Assigned task: Please filter the listing for the string "program" and copy each matching line.

Dataset extract:
┄┄┄┄┄┄┄┄┄┄┄┄┄┄┄┄┄┄┄┄

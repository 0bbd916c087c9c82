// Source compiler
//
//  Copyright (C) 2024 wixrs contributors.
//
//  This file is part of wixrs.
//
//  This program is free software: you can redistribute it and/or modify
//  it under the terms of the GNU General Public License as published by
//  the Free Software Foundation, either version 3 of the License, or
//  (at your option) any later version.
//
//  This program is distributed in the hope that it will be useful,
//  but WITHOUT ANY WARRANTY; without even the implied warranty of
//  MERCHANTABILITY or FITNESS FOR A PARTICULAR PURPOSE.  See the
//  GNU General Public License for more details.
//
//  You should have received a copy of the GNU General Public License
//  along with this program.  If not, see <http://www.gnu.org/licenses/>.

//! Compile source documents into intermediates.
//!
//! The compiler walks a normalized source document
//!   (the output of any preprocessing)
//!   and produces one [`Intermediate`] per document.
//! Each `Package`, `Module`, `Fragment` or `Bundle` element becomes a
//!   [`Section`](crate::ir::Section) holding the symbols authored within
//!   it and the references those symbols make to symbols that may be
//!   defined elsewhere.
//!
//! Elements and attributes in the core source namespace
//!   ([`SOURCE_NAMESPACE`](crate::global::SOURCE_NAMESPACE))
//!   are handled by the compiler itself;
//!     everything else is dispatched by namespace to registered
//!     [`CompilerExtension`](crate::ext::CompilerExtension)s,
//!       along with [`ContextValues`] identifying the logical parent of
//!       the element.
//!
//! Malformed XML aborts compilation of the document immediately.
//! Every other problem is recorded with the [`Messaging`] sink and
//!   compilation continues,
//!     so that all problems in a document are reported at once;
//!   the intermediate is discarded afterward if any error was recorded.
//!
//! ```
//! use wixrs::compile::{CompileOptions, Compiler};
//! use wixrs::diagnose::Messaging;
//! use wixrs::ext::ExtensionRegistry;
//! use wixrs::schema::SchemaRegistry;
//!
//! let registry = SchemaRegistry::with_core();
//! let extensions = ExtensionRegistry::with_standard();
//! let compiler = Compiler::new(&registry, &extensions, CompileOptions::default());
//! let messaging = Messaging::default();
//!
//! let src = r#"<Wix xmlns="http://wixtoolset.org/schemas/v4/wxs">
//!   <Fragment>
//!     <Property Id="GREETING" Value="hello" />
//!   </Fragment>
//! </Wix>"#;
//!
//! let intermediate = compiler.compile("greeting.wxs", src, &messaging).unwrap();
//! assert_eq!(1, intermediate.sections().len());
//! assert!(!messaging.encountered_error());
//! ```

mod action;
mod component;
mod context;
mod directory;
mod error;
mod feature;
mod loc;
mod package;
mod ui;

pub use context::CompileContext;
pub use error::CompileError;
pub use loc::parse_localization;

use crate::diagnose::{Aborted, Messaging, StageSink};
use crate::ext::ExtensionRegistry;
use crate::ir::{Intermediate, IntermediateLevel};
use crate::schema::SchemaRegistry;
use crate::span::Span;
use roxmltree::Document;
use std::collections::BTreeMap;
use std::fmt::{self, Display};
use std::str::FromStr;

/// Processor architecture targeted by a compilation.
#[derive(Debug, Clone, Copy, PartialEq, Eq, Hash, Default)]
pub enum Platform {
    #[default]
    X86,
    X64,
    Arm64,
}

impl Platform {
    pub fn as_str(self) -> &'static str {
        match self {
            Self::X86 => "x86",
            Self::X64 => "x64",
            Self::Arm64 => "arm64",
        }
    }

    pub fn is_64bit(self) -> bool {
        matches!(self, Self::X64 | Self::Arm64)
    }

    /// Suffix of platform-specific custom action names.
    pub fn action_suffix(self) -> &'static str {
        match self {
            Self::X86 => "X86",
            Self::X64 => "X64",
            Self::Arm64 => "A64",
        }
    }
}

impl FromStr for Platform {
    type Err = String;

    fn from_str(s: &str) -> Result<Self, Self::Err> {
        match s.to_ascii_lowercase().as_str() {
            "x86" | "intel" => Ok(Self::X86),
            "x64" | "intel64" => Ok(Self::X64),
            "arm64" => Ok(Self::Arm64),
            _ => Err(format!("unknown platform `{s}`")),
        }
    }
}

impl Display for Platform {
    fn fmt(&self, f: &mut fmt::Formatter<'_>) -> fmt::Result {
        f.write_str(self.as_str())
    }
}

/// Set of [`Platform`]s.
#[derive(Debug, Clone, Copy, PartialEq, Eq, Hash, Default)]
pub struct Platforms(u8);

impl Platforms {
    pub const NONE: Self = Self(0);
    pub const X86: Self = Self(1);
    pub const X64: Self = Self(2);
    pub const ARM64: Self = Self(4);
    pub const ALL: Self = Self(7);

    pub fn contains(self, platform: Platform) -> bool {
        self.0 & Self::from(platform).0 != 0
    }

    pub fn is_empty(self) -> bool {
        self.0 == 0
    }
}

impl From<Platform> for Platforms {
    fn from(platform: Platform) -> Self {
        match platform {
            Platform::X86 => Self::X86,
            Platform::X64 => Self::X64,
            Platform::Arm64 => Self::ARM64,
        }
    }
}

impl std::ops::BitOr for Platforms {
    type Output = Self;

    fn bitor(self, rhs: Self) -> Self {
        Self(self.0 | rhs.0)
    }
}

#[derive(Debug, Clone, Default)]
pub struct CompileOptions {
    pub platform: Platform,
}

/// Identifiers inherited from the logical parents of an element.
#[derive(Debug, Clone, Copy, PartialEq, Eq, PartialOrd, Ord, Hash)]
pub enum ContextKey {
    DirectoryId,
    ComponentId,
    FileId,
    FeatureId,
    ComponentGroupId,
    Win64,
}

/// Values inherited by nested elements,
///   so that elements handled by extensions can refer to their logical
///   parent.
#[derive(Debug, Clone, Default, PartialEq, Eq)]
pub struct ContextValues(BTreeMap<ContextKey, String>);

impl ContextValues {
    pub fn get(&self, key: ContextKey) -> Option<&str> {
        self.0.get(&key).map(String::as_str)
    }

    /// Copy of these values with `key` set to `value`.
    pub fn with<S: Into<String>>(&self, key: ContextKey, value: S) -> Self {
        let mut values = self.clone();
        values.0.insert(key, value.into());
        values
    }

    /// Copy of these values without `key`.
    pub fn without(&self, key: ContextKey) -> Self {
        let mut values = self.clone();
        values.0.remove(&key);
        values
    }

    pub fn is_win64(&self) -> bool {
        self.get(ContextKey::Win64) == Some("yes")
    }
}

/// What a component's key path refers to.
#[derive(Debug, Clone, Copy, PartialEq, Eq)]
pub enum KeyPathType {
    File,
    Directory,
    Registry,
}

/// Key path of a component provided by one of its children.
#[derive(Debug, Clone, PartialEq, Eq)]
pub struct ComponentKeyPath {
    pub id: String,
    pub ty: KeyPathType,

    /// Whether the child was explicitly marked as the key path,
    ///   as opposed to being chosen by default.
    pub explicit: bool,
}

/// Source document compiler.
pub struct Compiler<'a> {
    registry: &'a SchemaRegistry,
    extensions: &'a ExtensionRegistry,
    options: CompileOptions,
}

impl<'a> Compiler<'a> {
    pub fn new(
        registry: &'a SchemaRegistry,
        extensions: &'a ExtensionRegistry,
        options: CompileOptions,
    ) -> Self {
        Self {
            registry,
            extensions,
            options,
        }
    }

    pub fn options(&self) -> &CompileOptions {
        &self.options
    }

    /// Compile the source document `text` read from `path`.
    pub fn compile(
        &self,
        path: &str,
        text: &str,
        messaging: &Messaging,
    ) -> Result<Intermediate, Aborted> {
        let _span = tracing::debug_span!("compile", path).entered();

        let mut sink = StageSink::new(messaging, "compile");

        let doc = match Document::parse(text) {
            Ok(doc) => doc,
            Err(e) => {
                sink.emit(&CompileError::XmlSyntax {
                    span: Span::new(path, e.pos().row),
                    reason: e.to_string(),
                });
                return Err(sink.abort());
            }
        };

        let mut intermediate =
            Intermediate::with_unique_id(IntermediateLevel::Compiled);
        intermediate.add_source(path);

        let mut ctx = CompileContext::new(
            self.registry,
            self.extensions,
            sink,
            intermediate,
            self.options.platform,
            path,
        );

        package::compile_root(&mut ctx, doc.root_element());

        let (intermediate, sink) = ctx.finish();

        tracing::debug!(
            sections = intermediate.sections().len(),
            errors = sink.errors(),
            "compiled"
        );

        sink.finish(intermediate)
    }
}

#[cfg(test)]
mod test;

┄┄┄┄┄┄┄┄┄┄┄┄┄┄┄┄┄┄┄┄

Answer to the problem:
//  This program is free software: you can redistribute it and/or modify
//  This program is distributed in the hope that it will be useful,
//  along with this program.  If not, see <http://www.gnu.org/licenses/>.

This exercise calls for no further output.